--- START ---

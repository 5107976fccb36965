//! Per-host request pacing and provider quota tracking.

use std::collections::HashMap;
use std::time::{Duration, Instant, SystemTime, UNIX_EPOCH};

use tokio::sync::Mutex;
use tracing::{debug, warn};

use crate::config::RateLimitConfig;

/// Quota floor below which fetching pauses until the provider reset.
const CRITICAL_REMAINING: u64 = 100;

/// Longest proactive pause taken when quota is critically low.
const MAX_QUOTA_PAUSE: Duration = Duration::from_secs(60);

/// Provider quota ledger fed from rate-limit response headers.
///
/// The defaults match GitHub's authenticated core quota so the limiter
/// stays out of the way until the first real header arrives.
#[derive(Debug, Clone, Copy)]
struct QuotaLedger {
    remaining: u64,
    /// Unix timestamp at which the quota resets.
    reset: u64,
}

impl Default for QuotaLedger {
    fn default() -> Self {
        Self {
            remaining: 5000,
            reset: 0,
        }
    }
}

#[derive(Debug, Default)]
struct LimiterState {
    last_hit: HashMap<String, Instant>,
    quota: QuotaLedger,
}

/// Shared throttle for all outbound fetches.
///
/// Tracks per-host last-request instants and the provider quota ledger
/// behind one mutex. [`RateLimiter::acquire`] must be awaited before every
/// network request; consecutive requests to one host are then never issued
/// closer together than the configured interval.
#[derive(Debug)]
pub struct RateLimiter {
    enabled: bool,
    default_interval: Duration,
    host_intervals: HashMap<String, Duration>,
    state: Mutex<LimiterState>,
}

impl RateLimiter {
    /// Builds a limiter from configuration.
    pub fn new(config: &RateLimitConfig) -> Self {
        let host_intervals = config
            .host_overrides
            .iter()
            .map(|(host, seconds)| (host.clone(), Duration::from_secs_f64(*seconds)))
            .collect();
        Self {
            enabled: config.enabled,
            default_interval: Duration::from_secs_f64(config.seconds_between_requests),
            host_intervals,
            state: Mutex::new(LimiterState::default()),
        }
    }

    /// Waits until a request to `host` may be issued, then claims the slot.
    ///
    /// The pacing delay is computed under the lock and slept outside it,
    /// so a slow host never blocks pacing decisions for other hosts.
    pub async fn acquire(&self, host: &str) {
        if !self.enabled {
            return;
        }

        if let Some(pause) = self.quota_pause().await {
            warn!(
                pause_secs = pause.as_secs(),
                "provider quota critically low, pausing before request"
            );
            tokio::time::sleep(pause).await;
        }

        let interval = self.interval_for(host);
        loop {
            let wait = {
                let mut state = self.state.lock().await;
                let now = Instant::now();
                match state.last_hit.get(host) {
                    Some(last) if now.duration_since(*last) < interval => {
                        Some(interval - now.duration_since(*last))
                    }
                    _ => {
                        state.last_hit.insert(host.to_string(), now);
                        None
                    }
                }
            };
            match wait {
                None => return,
                Some(delay) => tokio::time::sleep(delay).await,
            }
        }
    }

    /// Feeds `x-ratelimit-remaining` / `x-ratelimit-reset` values into the
    /// ledger. Responses without the headers leave the ledger untouched.
    pub async fn record_response(&self, remaining: Option<u64>, reset: Option<u64>) {
        let Some(remaining) = remaining else {
            return;
        };
        let mut state = self.state.lock().await;
        state.quota.remaining = remaining;
        if let Some(reset) = reset {
            state.quota.reset = reset;
        }
        debug!(remaining, "updated provider quota ledger");
    }

    /// Pacing interval applied to `host`.
    fn interval_for(&self, host: &str) -> Duration {
        self.host_intervals
            .get(host)
            .copied()
            .unwrap_or(self.default_interval)
    }

    /// How long to pause before the next request when quota is critical.
    async fn quota_pause(&self) -> Option<Duration> {
        let quota = self.state.lock().await.quota;
        if quota.remaining >= CRITICAL_REMAINING {
            return None;
        }

        if let Some(reset_at) = chrono::DateTime::from_timestamp(quota.reset as i64, 0) {
            warn!(remaining = quota.remaining, reset_at = %reset_at, "provider quota low");
        }

        let now = SystemTime::now()
            .duration_since(UNIX_EPOCH)
            .map(|d| d.as_secs())
            .unwrap_or(0);
        let until_reset = Duration::from_secs(quota.reset.saturating_sub(now));
        Some(until_reset.clamp(Duration::from_secs(1), MAX_QUOTA_PAUSE))
    }
}
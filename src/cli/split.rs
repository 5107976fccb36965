//! Split command — NDJSON records in, atomic-diff NDJSON out.

use std::path::PathBuf;
use std::sync::Arc;
use std::time::Duration;

use anyhow::{Context, Result};
use clap::Parser;
use futures::StreamExt;
use indicatif::{ProgressBar, ProgressStyle};
use tracing::{info, warn};

use crate::config::SplitConfig;
use crate::data::ndjson::{self, NdjsonWriter};
use crate::fetch::{DiffCache, DiffFetcher, RateLimiter};
use crate::pipeline::{SkipReason, SplitOutcome, Splitter};
use crate::utils::{settings, shutdown};

/// Split command options.
#[derive(Parser)]
pub struct SplitCommand {
    /// Input NDJSON file with raw PR records.
    #[arg(short, long, value_name = "FILE")]
    pub input: PathBuf,

    /// Output NDJSON file for atomic diffs.
    #[arg(short, long, value_name = "FILE")]
    pub output: PathBuf,

    /// Configuration file (JSON); built-in defaults apply when omitted.
    #[arg(short, long, value_name = "FILE")]
    pub config: Option<PathBuf>,

    /// Number of records fetched concurrently (overrides the config file).
    #[arg(short, long)]
    pub workers: Option<usize>,
}

impl SplitCommand {
    /// Executes the split command.
    pub async fn execute(self) -> Result<()> {
        let mut config = SplitConfig::load(self.config.as_deref())?;
        if let Some(workers) = self.workers {
            config.workers = workers;
        }
        config.validate().context("Invalid configuration")?;

        let records = ndjson::read_records(&self.input)?;
        info!(
            records = records.len(),
            input = %self.input.display(),
            "loaded input records"
        );

        let mut writer = NdjsonWriter::create(&self.output)?;

        let (trigger, stop) = shutdown::channel();
        tokio::spawn(async move {
            if tokio::signal::ctrl_c().await.is_ok() {
                warn!("interrupt received, finishing in-flight records");
                trigger.trigger();
            }
        });

        let fetcher = build_fetcher(&config, stop.clone())?;
        let splitter = Arc::new(Splitter::new(fetcher, config.clone()));

        let progress = ProgressBar::new(records.len() as u64);
        progress.set_style(
            ProgressStyle::with_template(
                "{spinner} [{elapsed_precise}] {bar:40} {pos}/{len} {msg}",
            )
            .unwrap_or_else(|_| ProgressStyle::default_bar()),
        );

        // The gate stops admitting records once shutdown is requested;
        // records already in flight run to completion.
        let gate = stop.clone();
        let jobs = records
            .into_iter()
            .take_while(move |_| !gate.is_triggered())
            .map(|record| {
                let splitter = Arc::clone(&splitter);
                async move { splitter.split_record(record).await }
            });
        let mut outcomes = futures::stream::iter(jobs).buffer_unordered(config.workers);

        let mut emitted = 0usize;
        let mut skipped = 0usize;
        while let Some(outcome) = outcomes.next().await {
            progress.inc(1);
            match outcome {
                SplitOutcome::Split(result) => {
                    writer.write(&result)?;
                    emitted += 1;
                }
                SplitOutcome::Skipped(reason) => {
                    skipped += 1;
                    if reason == SkipReason::Cancelled {
                        progress.set_message("cancelled");
                    }
                }
            }
        }
        progress.finish_and_clear();
        writer.flush()?;

        info!(
            emitted,
            skipped,
            output = %self.output.display(),
            "split run complete"
        );
        println!(
            "Processed {} records: {emitted} emitted, {skipped} skipped",
            emitted + skipped
        );
        if stop.is_triggered() {
            println!("Run was interrupted; output contains only completed records.");
        }

        Ok(())
    }
}

/// Assembles the fetcher from configuration: HTTP client, cache, limiter
/// and the optional bearer credential.
fn build_fetcher(config: &SplitConfig, stop: shutdown::Shutdown) -> Result<Arc<DiffFetcher>> {
    let client = reqwest::Client::builder()
        .timeout(Duration::from_secs(config.request_timeout_secs))
        .user_agent(concat!("pr-atomizer/", env!("CARGO_PKG_VERSION")))
        .build()
        .context("Failed to build HTTP client")?;

    let cache = if config.cache.enabled {
        Some(DiffCache::open(&config.cache.dir)?)
    } else {
        None
    };

    let limiter = RateLimiter::new(&config.rate_limit);

    let token = settings::get_env_var("GITHUB_TOKEN").ok();
    if token.is_some() {
        info!("using GITHUB_TOKEN credential for diff fetches");
    } else {
        warn!("no GITHUB_TOKEN configured, fetching anonymously");
    }

    Ok(Arc::new(DiffFetcher::new(client, cache, limiter, token, stop)))
}
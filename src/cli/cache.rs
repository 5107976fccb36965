//! Cache maintenance commands.

use std::path::PathBuf;

use anyhow::Result;
use clap::{Parser, Subcommand};

use crate::config::SplitConfig;
use crate::fetch::DiffCache;
use crate::utils::format_bytes;

/// Cache operations.
#[derive(Parser)]
pub struct CacheCommand {
    /// Cache subcommand to execute.
    #[command(subcommand)]
    pub command: CacheSubcommands,
}

/// Cache subcommands.
#[derive(Subcommand)]
pub enum CacheSubcommands {
    /// Prints entry count and total size of the diff cache.
    Stats(StatsCommand),
    /// Deletes every cached diff.
    Clear(ClearCommand),
}

/// Stats command options.
#[derive(Parser)]
pub struct StatsCommand {
    /// Configuration file (JSON); built-in defaults apply when omitted.
    #[arg(short, long, value_name = "FILE")]
    pub config: Option<PathBuf>,
}

/// Clear command options.
#[derive(Parser)]
pub struct ClearCommand {
    /// Configuration file (JSON); built-in defaults apply when omitted.
    #[arg(short, long, value_name = "FILE")]
    pub config: Option<PathBuf>,
}

impl CacheCommand {
    /// Executes the cache command.
    pub fn execute(self) -> Result<()> {
        match self.command {
            CacheSubcommands::Stats(cmd) => cmd.execute(),
            CacheSubcommands::Clear(cmd) => cmd.execute(),
        }
    }
}

impl StatsCommand {
    /// Executes the stats command.
    pub fn execute(self) -> Result<()> {
        let config = SplitConfig::load(self.config.as_deref())?;
        let cache = DiffCache::open(&config.cache.dir)?;
        let stats = cache.stats()?;
        println!(
            "{} cached diffs, {} ({})",
            stats.entries,
            format_bytes(stats.total_bytes),
            cache.dir().display()
        );
        Ok(())
    }
}

impl ClearCommand {
    /// Executes the clear command.
    pub fn execute(self) -> Result<()> {
        let config = SplitConfig::load(self.config.as_deref())?;
        let cache = DiffCache::open(&config.cache.dir)?;
        let removed = cache.clear()?;
        println!("Removed {removed} cached diffs");
        Ok(())
    }
}
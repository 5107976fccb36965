//! Record orchestration: fetch → parse → group → split.
//!
//! The orchestrator is the single point of failure containment for one
//! record. Everything that can go wrong inside a record is converted into
//! a [`SplitOutcome::Skipped`] with a reason; nothing propagates.

use std::sync::Arc;

use tracing::{debug, error, info, warn};

use crate::config::SplitConfig;
use crate::data::{RawRecord, SplitResult};
use crate::fetch::{DiffFetcher, FetchError};
use crate::split::{group_by_directory, parse_diff, split_groups};

/// Why a record produced no output.
#[derive(Debug, Clone, PartialEq, Eq)]
pub enum SkipReason {
    /// The record carried no fields at all.
    EmptyRecord,
    /// The record has no usable diff location.
    MissingDiffUrl,
    /// The remote diff no longer exists.
    DiffGone,
    /// The fetch failed for a transient reason.
    Fetch(String),
    /// Shutdown was requested while the record was in flight.
    Cancelled,
    /// Splitting produced fewer atomic diffs than the configured minimum.
    TooFewAtomicDiffs {
        /// How many atomic diffs the split produced.
        produced: usize,
        /// The configured `min_diffs` threshold.
        required: usize,
    },
}

/// Outcome of one orchestration call.
///
/// A skipped record is a normal, expected event — the run continues.
#[derive(Debug)]
pub enum SplitOutcome {
    /// The record split successfully.
    Split(SplitResult),
    /// The record was deliberately skipped for the given reason.
    Skipped(SkipReason),
}

/// Composes fetching and splitting for one record at a time.
///
/// Holds no per-record state: one instance is shared by all workers, and
/// stages within a single record always run strictly in sequence.
pub struct Splitter {
    fetcher: Arc<DiffFetcher>,
    config: SplitConfig,
}

impl Splitter {
    /// Builds a splitter over a fetcher and configuration.
    pub fn new(fetcher: Arc<DiffFetcher>, config: SplitConfig) -> Self {
        Self { fetcher, config }
    }

    /// Splits one raw record into atomic diffs.
    ///
    /// Infallible by contract: every per-record failure is contained here
    /// and reported as a skip, so one bad record can never abort the
    /// surrounding run.
    pub async fn split_record(&self, record: RawRecord) -> SplitOutcome {
        if record.is_empty() {
            warn!("skipping empty input record");
            return SplitOutcome::Skipped(SkipReason::EmptyRecord);
        }

        let pr = record.display_id();
        let Some(diff_url) = record.diff_url.as_deref().filter(|u| !u.is_empty()) else {
            warn!(pr_id = %pr, "record has no diff_url, skipping");
            return SplitOutcome::Skipped(SkipReason::MissingDiffUrl);
        };

        let diff_text = match self.fetcher.fetch(diff_url).await {
            Ok(text) => text,
            Err(FetchError::NotFound) => {
                info!(pr_id = %pr, "diff vanished (repository deleted or private), skipping");
                return SplitOutcome::Skipped(SkipReason::DiffGone);
            }
            Err(FetchError::Cancelled) => {
                info!(pr_id = %pr, "fetch cancelled by shutdown");
                return SplitOutcome::Skipped(SkipReason::Cancelled);
            }
            Err(err) => {
                error!(pr_id = %pr, url = diff_url, %err, "fetch failed, skipping record");
                return SplitOutcome::Skipped(SkipReason::Fetch(err.to_string()));
            }
        };

        let files = parse_diff(&diff_text);
        debug!(pr_id = %pr, files = files.len(), "parsed diff");

        let groups = group_by_directory(files);
        debug!(pr_id = %pr, groups = groups.len(), "grouped by top-level directory");

        let atomic_diffs = split_groups(&groups, &self.config);

        if atomic_diffs.len() < self.config.min_diffs {
            info!(
                pr_id = %pr,
                produced = atomic_diffs.len(),
                required = self.config.min_diffs,
                "too few atomic diffs, dropping record"
            );
            return SplitOutcome::Skipped(SkipReason::TooFewAtomicDiffs {
                produced: atomic_diffs.len(),
                required: self.config.min_diffs,
            });
        }

        SplitOutcome::Split(SplitResult {
            pr_id: record.pr_id,
            repo: record.repo,
            original_diff: diff_text,
            atomic_diffs,
        })
    }
}
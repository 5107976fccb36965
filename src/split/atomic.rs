//! The keep-or-explode decision turning directory groups into atomic diffs.

use crate::config::SplitConfig;
use crate::data::AtomicDiff;

use super::group::DirectoryGroup;

/// Counts hunk-body addition lines in a patch.
///
/// A line counts when it starts with `+` but is not a `+++` file marker.
pub fn count_added_lines(patch: &str) -> usize {
    patch
        .lines()
        .filter(|line| line.starts_with('+') && !line.starts_with("+++"))
        .count()
}

/// Applies the per-group splitting decision to every directory group.
///
/// A group explodes into one [`AtomicDiff`] per member when its added-line
/// count exceeds `max_loc`, or when the total group count reaches
/// `max_dirs`. The `max_dirs` comparison uses the pre-computed total, so it
/// resolves identically for every group in the PR. A group that explodes
/// neither loses nor duplicates members; a kept group concatenates its
/// members' patches in original order.
///
/// The minimum-output quality filter is applied by the orchestrator after
/// all groups are processed.
pub fn split_groups(groups: &[DirectoryGroup], config: &SplitConfig) -> Vec<AtomicDiff> {
    let group_count = groups.len();
    let mut atomic_diffs = Vec::new();

    for group in groups {
        let added: usize = group
            .members
            .iter()
            .map(|member| count_added_lines(&member.patch))
            .sum();

        if added > config.max_loc || group_count >= config.max_dirs {
            for member in &group.members {
                atomic_diffs.push(AtomicDiff {
                    title: format!("Update {}", member.path),
                    patch: member.patch.clone(),
                });
            }
        } else {
            let patch = group
                .members
                .iter()
                .map(|member| member.patch.as_str())
                .collect::<Vec<_>>()
                .join("\n");
            atomic_diffs.push(AtomicDiff {
                title: format!("Update {} directory", group.key),
                patch,
            });
        }
    }

    atomic_diffs
}
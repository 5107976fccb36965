//! Diff splitting: parsing, directory grouping and the atomic decision.

pub mod atomic;
pub mod group;
pub mod parser;

pub use atomic::{count_added_lines, split_groups};
pub use group::{group_by_directory, DirectoryGroup};
pub use parser::{parse_diff, FileChange};
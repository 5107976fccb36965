//! Content-addressed disk cache for fetched diffs.

use std::fs;
use std::io::Write;
use std::path::{Path, PathBuf};

use anyhow::{Context, Result};
use sha2::{Digest, Sha256};
use tracing::debug;

/// Persistent URL → diff-text store.
///
/// Each entry's filename is the hex-encoded SHA-256 of the fetch URL and
/// its content is the raw diff text. Entries are immutable fetch results
/// and are never evicted; the operator owns the directory and
/// `pr-atomizer cache clear` empties it.
#[derive(Debug, Clone)]
pub struct DiffCache {
    dir: PathBuf,
}

/// Aggregate figures over the cache directory.
#[derive(Debug, Clone, Copy, PartialEq, Eq)]
pub struct CacheStats {
    /// Number of cached diffs.
    pub entries: usize,
    /// Sum of entry sizes in bytes.
    pub total_bytes: u64,
}

impl DiffCache {
    /// Opens a cache rooted at `dir`, creating the directory if needed.
    pub fn open(dir: impl Into<PathBuf>) -> Result<Self> {
        let dir = dir.into();
        fs::create_dir_all(&dir)
            .with_context(|| format!("Failed to create cache directory: {}", dir.display()))?;
        Ok(Self { dir })
    }

    /// Returns the cached diff for `url`, if present.
    pub fn lookup(&self, url: &str) -> Option<String> {
        let path = self.entry_path(url);
        match fs::read_to_string(path) {
            Ok(text) => {
                debug!(url, "diff cache hit");
                Some(text)
            }
            Err(_) => None,
        }
    }

    /// Stores the diff for `url`, replacing any existing entry.
    ///
    /// The text is written to a temp file in the cache directory and
    /// renamed into place, so a concurrent reader can never observe
    /// partial content.
    pub fn store(&self, url: &str, text: &str) -> Result<()> {
        let path = self.entry_path(url);
        let mut tmp = tempfile::NamedTempFile::new_in(&self.dir)
            .context("Failed to create cache temp file")?;
        tmp.write_all(text.as_bytes())
            .context("Failed to write cache temp file")?;
        tmp.persist(&path)
            .with_context(|| format!("Failed to persist cache entry: {}", path.display()))?;
        debug!(url, bytes = text.len(), "stored diff in cache");
        Ok(())
    }

    /// Entry count and total size of the cache.
    pub fn stats(&self) -> Result<CacheStats> {
        let mut entries = 0;
        let mut total_bytes = 0;
        for entry in self.read_entries()? {
            let entry = entry?;
            if entry.file_type()?.is_file() {
                entries += 1;
                total_bytes += entry.metadata()?.len();
            }
        }
        Ok(CacheStats {
            entries,
            total_bytes,
        })
    }

    /// Removes every cached diff, returning how many were deleted.
    pub fn clear(&self) -> Result<usize> {
        let mut removed = 0;
        for entry in self.read_entries()? {
            let entry = entry?;
            if entry.file_type()?.is_file() {
                fs::remove_file(entry.path()).with_context(|| {
                    format!("Failed to remove cache entry: {}", entry.path().display())
                })?;
                removed += 1;
            }
        }
        Ok(removed)
    }

    /// The directory this cache stores entries in.
    pub fn dir(&self) -> &Path {
        &self.dir
    }

    fn read_entries(&self) -> Result<fs::ReadDir> {
        fs::read_dir(&self.dir)
            .with_context(|| format!("Failed to read cache directory: {}", self.dir.display()))
    }

    fn entry_path(&self, url: &str) -> PathBuf {
        self.dir.join(cache_key(url))
    }
}

/// Hex-encoded SHA-256 of the fetch URL.
fn cache_key(url: &str) -> String {
    let mut hasher = Sha256::new();
    hasher.update(url.as_bytes());
    hex::encode(hasher.finalize())
}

--- END ---

Which lines above contain the word "than"? List them.

■ **REPLY TO THE EXERCISE**:
/// closer together than the configured interval.
    /// Splitting produced fewer atomic diffs than the configured minimum.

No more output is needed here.